TASK STATEMENT:
From the entries that follow, copy exactly the lines beginning at the line holding "let sibling_accepted = self" and continuing through the line holding "already has an".

---*---

#[async_trait]
impl ProposalStore for SledStore {
    async fn insert_shift(&self, shift: OpenShift) -> MatchingResult<OpenShift> {
        let _guard = self.write_lock.lock();

        let index_key = format!("{}{}", VISIT_INDEX_PREFIX, shift.visit_id);
        if let Some(existing_id) = self.get_json::<OpenShiftId>(index_key.clone())? {
            if self.load_shift(existing_id)?.is_some() {
                return Err(MatchingError::Conflict(format!(
                    "open shift already exists for visit {}",
                    shift.visit_id
                )));
            }
        }
        self.put_json(index_key, &shift.id)?;
        self.store_shift(&shift)?;
        Ok(shift)
    }

    async fn get_shift(&self, id: OpenShiftId) -> MatchingResult<Option<OpenShift>> {
        self.load_shift(id)
    }

    async fn find_shift_by_visit(
        &self,
        visit_id: VisitId,
    ) -> MatchingResult<Option<OpenShift>> {
        let index_key = format!("{}{}", VISIT_INDEX_PREFIX, visit_id);
        match self.get_json::<OpenShiftId>(index_key)? {
            Some(shift_id) => self.load_shift(shift_id),
            None => Ok(None),
        }
    }

    async fn begin_matching(
        &self,
        id: OpenShiftId,
        now: DateTime<Utc>,
    ) -> MatchingResult<OpenShift> {
        let _guard = self.write_lock.lock();

        let mut shift = self
            .load_shift(id)?
            .ok_or_else(|| MatchingError::NotFound(format!("open shift {}", id)))?;
        if shift.matching_status == MatchingStatus::Matching {
            return Err(MatchingError::Concurrency(id.to_string()));
        }
        shift.transition_to(MatchingStatus::Matching, now)?;
        shift.match_attempts += 1;
        shift.last_matched_at = Some(now);
        self.store_shift(&shift)?;
        Ok(shift)
    }

    async fn transition_shift(
        &self,
        id: OpenShiftId,
        to: MatchingStatus,
        now: DateTime<Utc>,
    ) -> MatchingResult<OpenShift> {
        let _guard = self.write_lock.lock();

        let mut shift = self
            .load_shift(id)?
            .ok_or_else(|| MatchingError::NotFound(format!("open shift {}", id)))?;
        shift.transition_to(to, now)?;
        self.store_shift(&shift)?;
        Ok(shift)
    }

    async fn revert_shift(
        &self,
        id: OpenShiftId,
        prior: MatchingStatus,
        now: DateTime<Utc>,
    ) -> MatchingResult<OpenShift> {
        let _guard = self.write_lock.lock();

        let mut shift = self
            .load_shift(id)?
            .ok_or_else(|| MatchingError::NotFound(format!("open shift {}", id)))?;
        shift.revert_to(prior, now);
        self.store_shift(&shift)?;
        Ok(shift)
    }

    async fn shifts_in_window(
        &self,
        branch_id: BranchId,
        from: NaiveDate,
        to: NaiveDate,
        statuses: &[MatchingStatus],
    ) -> MatchingResult<Vec<OpenShift>> {
        let mut rows: Vec<OpenShift> = self
            .scan_json::<OpenShift>(SHIFT_PREFIX)?
            .into_iter()
            .filter(|s| {
                s.is_live()
                    && s.branch_id == branch_id
                    && s.scheduled_date >= from
                    && s.scheduled_date <= to
                    && statuses.contains(&s.matching_status)
            })
            .collect();
        rows.sort_by_key(|s| (s.scheduled_date, s.start_time));
        Ok(rows)
    }

    async fn search_shifts(
        &self,
        filters: &ShiftFilters,
        pagination: &Pagination,
    ) -> MatchingResult<PagedResult<OpenShift>> {
        let mut rows: Vec<OpenShift> = self
            .scan_json::<OpenShift>(SHIFT_PREFIX)?
            .into_iter()
            .filter(|s| s.is_live() && filters.matches(s))
            .collect();
        rows.sort_by_key(|s| s.created_at);
        if pagination.sort_order == crate::query::SortOrder::Desc {
            rows.reverse();
        }
        Ok(PagedResult::paginate(rows, pagination))
    }

    async fn soft_delete_shift(
        &self,
        id: OpenShiftId,
        by: Option<UserId>,
        now: DateTime<Utc>,
    ) -> MatchingResult<()> {
        let _guard = self.write_lock.lock();

        let mut shift = self
            .load_shift(id)?
            .ok_or_else(|| MatchingError::NotFound(format!("open shift {}", id)))?;
        shift.deleted_at = Some(now);
        shift.deleted_by = by;
        shift.version += 1;
        self.store_shift(&shift)?;

        for mut proposal in self.live_proposals_of_shift(id)? {
            if proposal.status.is_open() {
                proposal.deleted_at = Some(now);
                proposal.deleted_by = by;
                proposal.version += 1;
                self.store_proposal(&proposal)?;
            }
        }
        Ok(())
    }

    async fn insert_proposal(
        &self,
        proposal: AssignmentProposal,
    ) -> MatchingResult<AssignmentProposal> {
        self.store_proposal(&proposal)?;
        Ok(proposal)
    }

    async fn get_proposal(
        &self,
        id: ProposalId,
    ) -> MatchingResult<Option<AssignmentProposal>> {
        self.load_proposal(id)
    }

    async fn proposals_for_shift(
        &self,
        shift_id: OpenShiftId,
    ) -> MatchingResult<Vec<AssignmentProposal>> {
        self.live_proposals_of_shift(shift_id)
    }

    async fn update_proposal(
        &self,
        proposal: AssignmentProposal,
    ) -> MatchingResult<AssignmentProposal> {
        let _guard = self.write_lock.lock();

        let stored = self
            .load_proposal(proposal.id)?
            .ok_or_else(|| MatchingError::NotFound(format!("proposal {}", proposal.id)))?;
        if proposal.version != stored.version + 1 {
            return Err(MatchingError::Conflict(format!(
                "stale proposal write for {}: stored v{}, incoming v{}",
                proposal.id, stored.version, proposal.version
            )));
        }
        self.store_proposal(&proposal)?;
        Ok(proposal)
    }

    async fn restore_proposal(&self, snapshot: AssignmentProposal) -> MatchingResult<()> {
        let _guard = self.write_lock.lock();
        self.store_proposal(&snapshot)
    }

    async fn mark_proposal_accepted(
        &self,
        id: ProposalId,
        response_method: ResponseMethod,
        notes: Option<String>,
        now: DateTime<Utc>,
    ) -> MatchingResult<AssignmentProposal> {
        let _guard = self.write_lock.lock();

        let mut proposal = self
            .load_proposal(id)?
            .ok_or_else(|| MatchingError::NotFound(format!("proposal {}", id)))?;

        let sibling_accepted = self
            .live_proposals_of_shift(proposal.open_shift_id)?
            .iter()
            .any(|p| p.id != id && p.status == crate::proposal::ProposalStatus::Accepted);
        if sibling_accepted {
            return Err(MatchingError::Conflict(format!(
                "shift {} already has an accepted proposal",
                proposal.open_shift_id
            )));
        }

        proposal.accept(response_method, notes, now)?;
        self.store_proposal(&proposal)?;
        Ok(proposal)
    }

    async fn supersede_open_siblings(
        &self,
        shift_id: OpenShiftId,
        except: ProposalId,
        now: DateTime<Utc>,
    ) -> MatchingResult<Vec<AssignmentProposal>> {
        let _guard = self.write_lock.lock();

        let mut superseded = Vec::new();
        for mut proposal in self.live_proposals_of_shift(shift_id)? {
            if proposal.id != except && proposal.status.is_open() {
                proposal.supersede(now)?;
                self.store_proposal(&proposal)?;
                superseded.push(proposal);
            }
        }
        Ok(superseded)
    }

    async fn expire_proposal(
        &self,
        id: ProposalId,
        now: DateTime<Utc>,
    ) -> MatchingResult<Option<AssignmentProposal>> {
        let _guard = self.write_lock.lock();

        let Some(mut proposal) = self.load_proposal(id)? else {
            return Ok(None);
        };
        if !proposal.status.is_open() {
            return Ok(None);
        }
        proposal.expire(now)?;
        self.store_proposal(&proposal)?;
        Ok(Some(proposal))
    }

    async fn list_open_proposals(&self) -> MatchingResult<Vec<AssignmentProposal>> {
        let mut rows: Vec<AssignmentProposal> = self
            .scan_json::<AssignmentProposal>(PROPOSAL_PREFIX)?
            .into_iter()
            .filter(|p| p.is_live() && p.status.is_open())
            .collect();
        rows.sort_by_key(|p| p.proposed_at);
        Ok(rows)
    }

    async fn search_proposals(
        &self,
        filters: &ProposalFilters,
        pagination: &Pagination,
    ) -> MatchingResult<PagedResult<AssignmentProposal>> {
        let mut rows: Vec<AssignmentProposal> = self
            .scan_json::<AssignmentProposal>(PROPOSAL_PREFIX)?
            .into_iter()
            .filter(|p| p.is_live() && filters.matches(p))
            .collect();
        rows.sort_by_key(|p| p.proposed_at);
        if pagination.sort_order == crate::query::SortOrder::Desc {
            rows.reverse();
        }
        Ok(PagedResult::paginate(rows, pagination))
    }

    async fn append_history(&self, row: MatchHistory) -> MatchingResult<()> {
        // Monotonic key keeps scan order equal to append order
        let seq = self.db.generate_id()?;
        self.put_json(format!("{}{:020}:{}", HISTORY_PREFIX, seq, row.id), &row)
    }

    async fn history_for_shift(
        &self,
        shift_id: OpenShiftId,
    ) -> MatchingResult<Vec<MatchHistory>> {
        Ok(self
            .scan_json::<MatchHistory>(HISTORY_PREFIX)?
            .into_iter()
            .filter(|row| row.open_shift_id == shift_id)
            .collect())
    }

    async fn get_preference_profile(
        &self,
        caregiver_id: CaregiverId,
    ) -> MatchingResult<Option<CaregiverPreferenceProfile>> {
        self.get_json(format!("{}{}", PROFILE_PREFIX, caregiver_id))
    }

    async fn upsert_preference_profile(
        &self,
        mut profile: CaregiverPreferenceProfile,
    ) -> MatchingResult<CaregiverPreferenceProfile> {
        let _guard = self.write_lock.lock();

        let key = format!("{}{}", PROFILE_PREFIX, profile.caregiver_id);
        if let Some(existing) = self.get_json::<CaregiverPreferenceProfile>(key.clone())? {
            profile.version = existing.version + 1;
            profile.created_at = existing.created_at;
        }
        self.put_json(key, &profile)?;
        Ok(profile)
    }
}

---*---

ANSWER TO THIS TASK:
        let sibling_accepted = self
            .live_proposals_of_shift(proposal.open_shift_id)?
            .iter()
            .any(|p| p.id != id && p.status == crate::proposal::ProposalStatus::Accepted);
        if sibling_accepted {
            return Err(MatchingError::Conflict(format!(
                "shift {} already has an accepted proposal",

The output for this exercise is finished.